Stock Market Today: Jobs Data Give Investors Cause for Pause
Higher-than-expected initial unemployment claims left the major indices with middling results Thursday; chip stocks and marijuana plays had much more clear direction.
A day after Federal Reserve Chair Jerome Powell painted a less-than-rosy picture of the U.S. employment situation, economic data provided some support for that idea.
The Labor Department on Thursday reported 793,000 initial unemployment-benefits claims for the week ended Feb. 6. That was better than the prior week's revised 812,000 filings, but more than the 760,000 expected by economists surveyed by Bloomberg.
Stocks broadly searched for direction for another day, though a couple pockets of the market had a very clear bent. Semiconductor stocks including Nvidia (NVDA, +3.3%) and Intel (INTC, +3.1%) shot higher on increasingly higher chip demand. Marijuana stocks, which had recently sprinted to downright giddy valuations, lost quite a bit of froth – Tilray (TLRY, -49.7%) and merger partner Aphria (APHA, -35.8%) were among the biggest decliners.
All of the major indices were in the red at some point Thursday, though several managed to reclaim positive territory. The Dow Jones Industrial Average declined marginally to 31,430, but the S&P 500 (+0.2% to 3,916) and Nasdaq Composite (+0.4% to 14,025) recovered and climbed just enough to set new all-time highs.
Other action in the stock market today:
- The small-cap Russell 2000 gained 0.1% to 2,285.
- U.S. crude oil futures finally ran out of gas, declining 0.8% to $58.24 per barrel, ending its win streak at eight consecutive sessions.
- Gold futures settled 0.9% lower to $1,826.80 per ounce.
- Bitcoin prices, at $44,775 on Wednesday, rebounded 8.0% to $48,379 on Thursday. (Bitcoin trades 24 hours a day; prices reported here are as of 4 p.m. each trading day.)

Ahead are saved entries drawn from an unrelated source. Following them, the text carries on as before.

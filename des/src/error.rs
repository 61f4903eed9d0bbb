//! Error types for the event loop

use crate::ActivityId;
use crate::pool::PoolError;

#[derive(Debug, Clone, PartialEq, thiserror::Error)]
pub enum Error {
    #[error("invalid delay {delay}: delays must be finite and non-negative")]
    InvalidDelay { delay: f64 },

    #[error("horizon {horizon} is not at or after the clock at {now}")]
    InvalidHorizon { horizon: f64, now: f64 },

    #[error("no pending activities at t={at}")]
    Exhausted { at: f64 },

    #[error("activity {0} is not parked")]
    NotParked(ActivityId),

    #[error("server pool: {0}")]
    Pool(#[from] PoolError),
}
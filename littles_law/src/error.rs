//! Error types for the queue model

use thiserror::Error;

#[derive(Debug, Error)]
pub enum ConfigError {
    #[error("{field} must be a positive finite number, got {value}")]
    NonPositive { field: &'static str, value: f64 },

    #[error("{field} = {value} is too large to draw Uniform(0, 2·{field}) from")]
    TooLarge { field: &'static str, value: f64 },

    #[error("server_capacity must be at least 1")]
    ZeroCapacity,

    #[error("cannot read config file {path}: {source}")]
    Io {
        path: String,
        source: std::io::Error,
    },

    #[error("invalid config: {0}")]
    Parse(#[from] toml::de::Error),
}

#[derive(Debug, Error)]
pub enum SimulationError {
    #[error(transparent)]
    Config(#[from] ConfigError),

    #[error("simulation engine: {0}")]
    Engine(#[from] des::Error),

    /// The arrival generator never stops, so running dry means the model is broken
    #[error("event queue ran dry at t={at} before the horizon")]
    Exhausted { at: f64 },

    #[error("cannot serialize report: {0}")]
    Serialize(#[from] serde_json::Error),

    #[error("replication {index}: {source}")]
    Replication {
        index: usize,
        source: des::parallel::ScenarioError,
    },
}
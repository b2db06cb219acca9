//! Engine configuration
//!
//! All knobs can be overridden through environment variables:
//!
//! | Variable | Default | Meaning |
//! |----------|---------|---------|
//! | REGISTRY_BASE_URL | https://consultaprocesos.ramajudicial.gov.co:448/api/v2 | Judicial registry API base |
//! | REGISTRY_TIMEOUT_MS | 30000 | Outbound request timeout (ms) |
//! | SYNC_BATCH_DELAY_MS | 300 | Inter-case pacing for explicit "sync all" (ms) |
//! | SYNC_SWEEP_DELAY_MS | 500 | Inter-case pacing for background sweeps (ms) |

use std::time::Duration;

use shared::sync::SyncTrigger;

#[derive(Debug, Clone)]
pub struct EngineConfig {
    /// Base URL of the judicial registry API
    pub registry_base_url: String,
    /// Outbound request timeout (milliseconds)
    pub registry_timeout_ms: u64,
    /// Pacing delay between cases for explicit "sync all" requests (milliseconds)
    pub batch_delay_ms: u64,
    /// Pacing delay between cases for background "check updates" sweeps (milliseconds)
    pub sweep_delay_ms: u64,
}

impl EngineConfig {
    /// Load configuration from environment variables
    ///
    /// Unset variables fall back to defaults
    pub fn from_env() -> Self {
        dotenv::dotenv().ok();
        Self {
            registry_base_url: std::env::var("REGISTRY_BASE_URL").unwrap_or_else(|_| {
                "https://consultaprocesos.ramajudicial.gov.co:448/api/v2".into()
            }),
            registry_timeout_ms: std::env::var("REGISTRY_TIMEOUT_MS")
                .ok()
                .and_then(|v| v.parse().ok())
                .unwrap_or(30_000),
            batch_delay_ms: std::env::var("SYNC_BATCH_DELAY_MS")
                .ok()
                .and_then(|v| v.parse().ok())
                .unwrap_or(300),
            sweep_delay_ms: std::env::var("SYNC_SWEEP_DELAY_MS")
                .ok()
                .and_then(|v| v.parse().ok())
                .unwrap_or(500),
        }
    }

    /// Pacing budget for a batch, by trigger
    ///
    /// The external registry is a scarce, rate-limited resource; serial
    /// pacing trades latency for reliability.
    pub fn pacing(&self, trigger: SyncTrigger) -> Duration {
        let ms = match trigger {
            SyncTrigger::Manual => self.batch_delay_ms,
            SyncTrigger::Sweep => self.sweep_delay_ms,
        };
        Duration::from_millis(ms)
    }

    pub fn fetch_timeout(&self) -> Duration {
        Duration::from_millis(self.registry_timeout_ms)
    }

    /// Override the pacing delays, mostly for tests
    pub fn with_delays(mut self, batch_delay_ms: u64, sweep_delay_ms: u64) -> Self {
        self.batch_delay_ms = batch_delay_ms;
        self.sweep_delay_ms = sweep_delay_ms;
        self
    }
}

impl Default for EngineConfig {
    fn default() -> Self {
        Self::from_env()
    }
}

It's Not Too Late for Economic Recovery Plays
For the past few months, you've heard about several "reflation trade" sectors (think bank stocks or oil plays) expected to bounce back as the economy does. While share prices in these sectors have been rising, as has the overall market, they still have ample fuel in the tank.

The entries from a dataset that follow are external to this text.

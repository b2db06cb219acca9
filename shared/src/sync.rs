//! Sync result DTOs
//!
//! Transient per-case and per-batch outcomes returned to callers. A batch
//! always describes every attempted case; callers inspect per-case
//! failures rather than assume overall success.

use serde::{Deserialize, Serialize};

use crate::models::ProcessId;

/// What triggered a batch sync; selects the pacing budget
#[derive(Debug, Clone, Copy, PartialEq, Eq, Serialize, Deserialize)]
#[serde(rename_all = "snake_case")]
pub enum SyncTrigger {
    /// Explicit "sync all" request from the user
    Manual,
    /// Background "check updates" sweep
    Sweep,
}

/// Which boundary a per-case sync failure came from
#[derive(Debug, Clone, Copy, PartialEq, Eq, Serialize, Deserialize)]
#[serde(rename_all = "snake_case")]
pub enum SyncFailureKind {
    /// Registry call failed (transport, status, malformed payload)
    Fetch,
    /// Persistence failed for this case
    Store,
}

/// Per-case failure detail, carried in the batch result
#[derive(Debug, Clone, Serialize, Deserialize)]
pub struct SyncFailure {
    pub kind: SyncFailureKind,
    pub message: String,
}

/// Outcome of syncing one case
#[derive(Debug, Clone, Serialize, Deserialize)]
pub struct SyncAttemptResult {
    pub process_id: ProcessId,
    pub docket: String,
    /// Actuations newly persisted by this attempt
    pub new_actuations: u32,
    #[serde(default, skip_serializing_if = "Option::is_none")]
    pub failure: Option<SyncFailure>,
}

impl SyncAttemptResult {
    pub fn succeeded(process_id: ProcessId, docket: impl Into<String>, new_actuations: u32) -> Self {
        Self {
            process_id,
            docket: docket.into(),
            new_actuations,
            failure: None,
        }
    }

    pub fn failed(
        process_id: ProcessId,
        docket: impl Into<String>,
        kind: SyncFailureKind,
        message: impl Into<String>,
    ) -> Self {
        Self {
            process_id,
            docket: docket.into(),
            new_actuations: 0,
            failure: Some(SyncFailure {
                kind,
                message: message.into(),
            }),
        }
    }

    pub fn is_success(&self) -> bool {
        self.failure.is_none()
    }
}

/// Outcome of a batch sync over one owner's cases
#[derive(Debug, Clone, Serialize, Deserialize)]
pub struct BatchSyncResult {
    /// Per-case results, in the order the cases were loaded
    pub attempts: Vec<SyncAttemptResult>,
    /// Sum of `new_actuations` across all attempts
    pub total_new_actuations: u32,
    /// True when a cancellation stopped the batch before the last case;
    /// `attempts` then covers only the cases actually reached.
    #[serde(default)]
    pub cancelled: bool,
}

impl BatchSyncResult {
    pub fn from_attempts(attempts: Vec<SyncAttemptResult>, cancelled: bool) -> Self {
        let total_new_actuations = attempts.iter().map(|a| a.new_actuations).sum();
        Self {
            attempts,
            total_new_actuations,
            cancelled,
        }
    }

    pub fn attempted(&self) -> u32 {
        self.attempts.len() as u32
    }
}

#[cfg(test)]
mod tests {
    use super::*;
    use uuid::Uuid;

    #[test]
    fn test_batch_totals() {
        let id = Uuid::new_v4();
        let result = BatchSyncResult::from_attempts(
            vec![
                SyncAttemptResult::succeeded(id, "a", 3),
                SyncAttemptResult::failed(id, "b", SyncFailureKind::Fetch, "timeout"),
                SyncAttemptResult::succeeded(id, "c", 1),
            ],
            false,
        );
        assert_eq!(result.total_new_actuations, 4);
        assert_eq!(result.attempted(), 3);
        assert!(!result.cancelled);
        assert!(!result.attempts[1].is_success());
    }

    #[test]
    fn test_failure_serializes_with_kind() {
        let attempt = SyncAttemptResult::failed(
            Uuid::new_v4(),
            "11001-31-03-003-2020-00123-00",
            SyncFailureKind::Store,
            "constraint violated",
        );
        let json = serde_json::to_value(&attempt).unwrap();
        assert_eq!(json["failure"]["kind"], "store");
        assert_eq!(json["new_actuations"], 0);
    }
}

So says Canaccord Genuity equity strategist Tony Dwyer, who adds that we've seen similar market action before.
"We adopted the economic recovery theme last summer and suggested it was likely to be a multi-year thesis," he says. "There has been nothing to alter our view despite the lackluster relative performance since last November. … The macro backdrop and market action coming off the March 2020 low continues to track the gains coming out of the Great Financial Crisis, which means corrections may be coming followed by even more gains."

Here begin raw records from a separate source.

//! Shared helpers for the integration tests: a scripted registry, a
//! fault-injecting store wrapper and a counting metering gateway.
#![allow(dead_code)]

use std::collections::{HashMap, HashSet, VecDeque};
use std::sync::Mutex;
use std::sync::atomic::{AtomicBool, AtomicU32, Ordering};
use std::sync::Arc;

use async_trait::async_trait;
use rand::Rng;
use uuid::Uuid;

use monitor_engine::metering::{MeteringError, MeteringGateway};
use monitor_engine::registry::{FetchResult, RegistryClient};
use monitor_engine::store::{MemoryStore, MonitoringStore, StoreError, StoreResult, SyncSummary};
use monitor_engine::{EngineConfig, MonitorService};
use shared::models::{Actuation, ActuationKey, LawyerId, MonitoredProcess, ProcessId};
use shared::registry::{ProcessSnapshot, SnapshotActuation};

pub const DOCKET: &str = "11001-31-03-003-2020-00123-00";

#[derive(Default)]
struct Script {
    queue: VecDeque<FetchResult<ProcessSnapshot>>,
    last: Option<FetchResult<ProcessSnapshot>>,
}

/// Registry stub: per-docket scripted responses, consumed in order; once
/// the queue is drained the last response keeps repeating, and unscripted
/// dockets are unknown to the provider
#[derive(Default)]
pub struct ScriptedRegistry {
    scripts: Mutex<HashMap<String, Script>>,
    calls: AtomicU32,
}

impl ScriptedRegistry {
    pub fn new() -> Self {
        Self::default()
    }

    pub fn respond(&self, docket: &str, response: FetchResult<ProcessSnapshot>) {
        self.scripts
            .lock()
            .unwrap()
            .entry(docket.to_string())
            .or_default()
            .queue
            .push_back(response);
    }

    pub fn calls(&self) -> u32 {
        self.calls.load(Ordering::SeqCst)
    }

    fn next_response(&self, docket: &str) -> FetchResult<ProcessSnapshot> {
        let mut scripts = self.scripts.lock().unwrap();
        let Some(script) = scripts.get_mut(docket) else {
            return Ok(ProcessSnapshot::empty());
        };
        match script.queue.pop_front() {
            Some(response) => {
                script.last = Some(response.clone());
                response
            }
            None => script
                .last
                .clone()
                .unwrap_or_else(|| Ok(ProcessSnapshot::empty())),
        }
    }
}

#[async_trait]
impl RegistryClient for ScriptedRegistry {
    async fn fetch_by_docket(&self, docket: &str) -> FetchResult<ProcessSnapshot> {
        self.calls.fetch_add(1, Ordering::SeqCst);
        self.next_response(docket)
    }
}

/// Store wrapper that fails actuation inserts for chosen processes
pub struct FlakyStore {
    inner: MemoryStore,
    fail_inserts_for: Mutex<HashSet<ProcessId>>,
}

impl FlakyStore {
    pub fn new() -> Self {
        Self {
            inner: MemoryStore::new(),
            fail_inserts_for: Mutex::new(HashSet::new()),
        }
    }

    pub fn fail_inserts_for(&self, id: ProcessId) {
        self.fail_inserts_for.lock().unwrap().insert(id);
    }
}

#[async_trait]
impl MonitoringStore for FlakyStore {
    async fn insert_process(&self, process: MonitoredProcess) -> StoreResult<MonitoredProcess> {
        self.inner.insert_process(process).await
    }

    async fn process_by_id(&self, id: ProcessId) -> StoreResult<Option<MonitoredProcess>> {
        self.inner.process_by_id(id).await
    }

    async fn process_by_docket(
        &self,
        owner: LawyerId,
        docket: &str,
    ) -> StoreResult<Option<MonitoredProcess>> {
        self.inner.process_by_docket(owner, docket).await
    }

    async fn active_monitored(&self, owner: LawyerId) -> StoreResult<Vec<MonitoredProcess>> {
        self.inner.active_monitored(owner).await
    }

    async fn delete_process(&self, id: ProcessId) -> StoreResult<bool> {
        self.inner.delete_process(id).await
    }

    async fn actuation_keys(&self, id: ProcessId) -> StoreResult<HashSet<ActuationKey>> {
        self.inner.actuation_keys(id).await
    }

    async fn insert_actuations(&self, id: ProcessId, rows: Vec<Actuation>) -> StoreResult<u32> {
        if self.fail_inserts_for.lock().unwrap().contains(&id) {
            return Err(StoreError::Unavailable("injected write failure".to_string()));
        }
        self.inner.insert_actuations(id, rows).await
    }

    async fn actuations(&self, id: ProcessId) -> StoreResult<Vec<Actuation>> {
        self.inner.actuations(id).await
    }

    async fn update_sync_summary(&self, id: ProcessId, summary: SyncSummary) -> StoreResult<()> {
        self.inner.update_sync_summary(id, summary).await
    }

    async fn set_forum_if_absent(&self, id: ProcessId, forum: &str) -> StoreResult<()> {
        self.inner.set_forum_if_absent(id, forum).await
    }
}

/// Metering stub recording every authorize/report call
#[derive(Default)]
pub struct CountingMeter {
    deny: AtomicBool,
    authorized: Mutex<Vec<(LawyerId, u32)>>,
    reported: Mutex<Vec<(LawyerId, u32)>>,
}

impl CountingMeter {
    pub fn new() -> Self {
        Self::default()
    }

    pub fn denying() -> Self {
        let meter = Self::default();
        meter.deny.store(true, Ordering::SeqCst);
        meter
    }

    pub fn authorized(&self) -> Vec<(LawyerId, u32)> {
        self.authorized.lock().unwrap().clone()
    }

    pub fn reported(&self) -> Vec<(LawyerId, u32)> {
        self.reported.lock().unwrap().clone()
    }
}

#[async_trait]
impl MeteringGateway for CountingMeter {
    async fn authorize(&self, owner: LawyerId, units: u32) -> Result<(), MeteringError> {
        if self.deny.load(Ordering::SeqCst) {
            return Err(MeteringError::Denied("insufficient balance".to_string()));
        }
        self.authorized.lock().unwrap().push((owner, units));
        Ok(())
    }

    async fn report(&self, owner: LawyerId, units_consumed: u32) {
        self.reported.lock().unwrap().push((owner, units_consumed));
    }
}

/// Fully wired service over the in-memory collaborators
pub struct TestEngine {
    pub registry: Arc<ScriptedRegistry>,
    pub store: Arc<MemoryStore>,
    pub meter: Arc<CountingMeter>,
    pub service: MonitorService,
}

pub fn engine(delay_ms: u64) -> TestEngine {
    let registry = Arc::new(ScriptedRegistry::new());
    let store = Arc::new(MemoryStore::new());
    let meter = Arc::new(CountingMeter::new());
    let service = MonitorService::new(
        registry.clone(),
        store.clone(),
        meter.clone(),
        test_config(delay_ms),
    );
    TestEngine {
        registry,
        store,
        meter,
        service,
    }
}

pub fn test_config(delay_ms: u64) -> EngineConfig {
    EngineConfig {
        registry_base_url: "http://registry.test".to_string(),
        registry_timeout_ms: 1_000,
        batch_delay_ms: delay_ms,
        sweep_delay_ms: delay_ms,
    }
}

pub fn act(date: &str, kind: &str, annotation: &str) -> SnapshotActuation {
    SnapshotActuation {
        date: date.parse().unwrap(),
        kind: kind.to_string(),
        annotation: annotation.to_string(),
        start_date: None,
        end_date: None,
    }
}

pub fn snapshot(forum: Option<&str>, actuations: Vec<SnapshotActuation>) -> ProcessSnapshot {
    let most_recent_date = actuations.iter().map(|a| a.date).max();
    let most_recent_kind = actuations
        .iter()
        .max_by_key(|a| a.date)
        .map(|a| a.kind.clone());
    ProcessSnapshot {
        forum: forum.map(str::to_string),
        actuations,
        most_recent_date,
        most_recent_kind,
    }
}

/// A fresh, valid 23-digit radicado
pub fn random_docket() -> String {
    let mut rng = rand::thread_rng();
    (0..23).map(|_| rng.gen_range(0..10).to_string()).collect::<String>()
}

pub fn owner() -> LawyerId {
    Uuid::new_v4()
}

Those considering trying to make the most of this multiyear thesis can certainly do so via sector funds. However, those looking to generate a bit more alpha with more focused picks, should take note of who the pros like across (at a minimum) the rest of 2021. That includes financials and energy, as well as two areas that have some more catching up to do: materials and industrials.